Давеча на юге я столкнулся на этом фронте с одной хитростью. И вот желаю осветить это дело, чтоб другим неповадно было.

Одним словом, в одной гостинице хотели за номер содрать с меня въездные. Ну, другими словами – хотели взятку взять.

Конечно, раньше, несколько лет назад, на эту простенькую тему я бы написал примерно такой рассказец.

2

И вот, стало быть, еду я, братцы, на пароходе.

Ну, кругом, конечно, Черное море. Красота неземная. Скалы. Орлы, конечно, летают. Это все есть. Чего-чего, а это, конечно, есть.

И гляжу я на эту красоту и чувствую какое-то уважение к людям.

«Вот, – думаю, – человек – властитель жизни: хочет – он едет на пароходе, хочет – на орлов глядит, хочет – на берег сейчас сойдет и в гостинице расположится».

И так оно как-то радостно на душе.

Только, конечно, одна мысль не дозволяет радоваться. Где бы мне, думаю, по приезде хотя бы паршивенький номеришко достать.

И вот плыву я грустный на пароходе, а капитан мне и говорит:

– Прямо, – говорит, – милый человек, мне на вас жалостно глядеть. Ну, куда вы едете? Ну, на что вы рассчитываете? Что вы, с луны свалились?

– А что? – говорю.

– Да нет, – говорит. – Но только как же это так? Что вы – ребенок? Ну, где вы остановитесь? Чего вы поехали? Я даже согласен назад теплоход повернуть, только чтоб вам туда не ехать.

– А что, – говорю, – помилуйте?

– Как что? Да разве у вас есть знакомства – номер получить, или, может быть, у вас портье – молочный брат? Я, – говорит, – прямо удивляюсь на вас.

– Ну, – говорю, – как-нибудь. Я, – говорю, – знаю одно такое петушиное слово, супротив которого в гостинице не устоят.

Капитан говорит:

– А ну вас к черту! Мое дело – предупредить. А вы там как хотите. Хоть с корабля вниз сигайте.

И вот, значит, приезжаю.

В руках у меня два места. Одно место – обыкновенная советская корзинка, на какую глядеть мало интереса. Зато другое место – очень такой великолепный фибровый или, вернее, фанерный чемодан.

Корзинку я оставляю у газетчика, выворачиваю наизнанку свое резиновое международное пальто с клетчатой подкладкой и сам в таком виде со своим экспортным чемоданом вламываюсь в гостиницу.

Швейцар говорит:

– Напрасно будете заходить – номерей нету.

Я подхожу до портье и говорю ему ломаным языком:

– Ейн шамбер-циммер, – говорю, – яволь?

Портье говорит:

– Батюшки-светы, никак, иностранец к нам приперся.

И сам отвечает тоже ломаным языком:

– Яволь, яволь. Оне шамбер-циммер, безусловно, яволь. Битте-дритте сию минуту. Сейчас выберу номер какой получше и где поменьше клопов.

Я стою в надменной позе, а у самого поджилки трясутся.

Портье, любитель поговорить на иностранном языке, спрашивает:

– Пардон, – говорит, – господин, извиняюсь. Ву зет Германия, одер, может быть, что-нибудь другое?..

«Черт побери, – думаю, – а вдруг он, холера, по-немецки кумекает?»

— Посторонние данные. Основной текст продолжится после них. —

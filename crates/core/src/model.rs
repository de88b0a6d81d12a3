use std::collections::BTreeMap;
use std::fmt;

use serde::{Deserialize, Serialize};

// ---------------------------------------------------------------------------
// Source identity
// ---------------------------------------------------------------------------

/// Tag for the system a record originated from.
///
/// The three known systems get their own variants; anything else round-trips
/// through `Other` so a new source never requires a schema change.
#[derive(Debug, Clone, PartialEq, Eq, Hash, PartialOrd, Ord, Serialize, Deserialize)]
#[serde(from = "String", into = "String")]
pub enum SourceSystem {
    Ladder,
    OrgChart,
    Department,
    Other(String),
}

impl SourceSystem {
    pub fn as_str(&self) -> &str {
        match self {
            Self::Ladder => "ladder",
            Self::OrgChart => "orgchart",
            Self::Department => "department",
            Self::Other(name) => name,
        }
    }
}

impl From<String> for SourceSystem {
    fn from(value: String) -> Self {
        match value.as_str() {
            "ladder" => Self::Ladder,
            "orgchart" => Self::OrgChart,
            "department" => Self::Department,
            _ => Self::Other(value),
        }
    }
}

impl From<SourceSystem> for String {
    fn from(value: SourceSystem) -> Self {
        value.as_str().to_string()
    }
}

impl fmt::Display for SourceSystem {
    fn fmt(&self, f: &mut fmt::Formatter<'_>) -> fmt::Result {
        write!(f, "{}", self.as_str())
    }
}

/// Globally unique record identity: `(sourceSystem, sourceId)`.
///
/// Always originates from the source system; the engine never invents one.
/// Relational references (`reports_to`) carry this key and are resolved by
/// lookup at materialization time, never stored as pointers — snapshots
/// refresh independently.
#[derive(Debug, Clone, PartialEq, Eq, Hash, PartialOrd, Ord, Serialize, Deserialize)]
pub struct SourceKey {
    pub system: SourceSystem,
    pub id: String,
}

impl SourceKey {
    pub fn new(system: SourceSystem, id: impl Into<String>) -> Self {
        Self { system, id: id.into() }
    }
}

impl fmt::Display for SourceKey {
    fn fmt(&self, f: &mut fmt::Formatter<'_>) -> fmt::Result {
        write!(f, "{}:{}", self.system, self.id)
    }
}

// ---------------------------------------------------------------------------
// Records
// ---------------------------------------------------------------------------

/// One record in source-native shape, as handed over by an adapter.
///
/// Everything is optional except what the normalizer validates; unknown
/// columns land in `fields` untouched.
#[derive(Debug, Clone, Default)]
pub struct RawRecord {
    pub id: Option<String>,
    pub name: Option<String>,
    pub title: Option<String>,
    pub department: Option<String>,
    pub level: Option<String>,
    pub reports_to: Option<String>,
    pub fields: BTreeMap<String, String>,
}

/// A normalized person record in the canonical schema.
#[derive(Debug, Clone, PartialEq, Serialize)]
pub struct PersonRecord {
    pub key: SourceKey,
    pub canonical_name: String,
    /// Folded/stripped form of the name, used for blocking.
    pub name_key: String,
    pub title: String,
    pub department: Option<String>,
    /// Ordinal rank; meaningful only within the ladder system.
    pub level: Option<u8>,
    /// Lookup key into the same source system, resolved at view time.
    pub reports_to: Option<SourceKey>,
    pub is_leadership: bool,
    pub is_manager: bool,
    /// Opaque original fields, retained for traceability only.
    pub raw: BTreeMap<String, String>,
}

// ---------------------------------------------------------------------------
// Cross-references
// ---------------------------------------------------------------------------

/// One scored pairwise comparison that contributed to a cluster.
#[derive(Debug, Clone, PartialEq, Serialize)]
pub struct MatchEvidence {
    pub left: SourceKey,
    pub right: SourceKey,
    pub name_similarity: f64,
    pub title_similarity: f64,
    pub structural_compatibility: f64,
    pub score: f64,
}

/// A cluster of record identities believed to denote one person.
///
/// Membership is the transitive closure of pairwise matches from one
/// resolver run. Confidence is the minimum edge score inside the cluster —
/// conservative, never optimistic.
#[derive(Debug, Clone, PartialEq, Serialize)]
pub struct CrossReference {
    pub members: Vec<SourceKey>,
    pub confidence: f64,
    pub likely_same_person: bool,
    pub evidence: Vec<MatchEvidence>,
}

// ---------------------------------------------------------------------------
// Tests
// ---------------------------------------------------------------------------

– Но, – говорю, – их бин ейне шамбер-циммер Испания. Компрене? Испания. Падеспань. Камарилья.

Ох, тут портье совершенно обезумел.

– Батюшки-светы, – говорит, – никак, к нам испанца занесло. Сию минуту, – говорит. – Как же, как же, – говорит, – знаю, слышал – Испания, падеспань, эспаньолка…

И у самого, видать, руки трясутся. И у меня трясутся. И у него трясутся. И так мы оба разговариваем и трясемся.

Я говорю ломаным испанским языком:

– Яволь, – говорю, – битте-цирбитте. Несите, – говорю, – поскорей чемодан в мою номерулю. А после, – говорю, – мы поговорим, разберемся, что к чему.

– Яволь, яволь, – отвечает портье, – не беспокойтесь.

А у самого, видать, коммерческая линия перевешивает.

– Платить-то как, – говорит, – будете? Ин валют одер все-таки неужели нашими?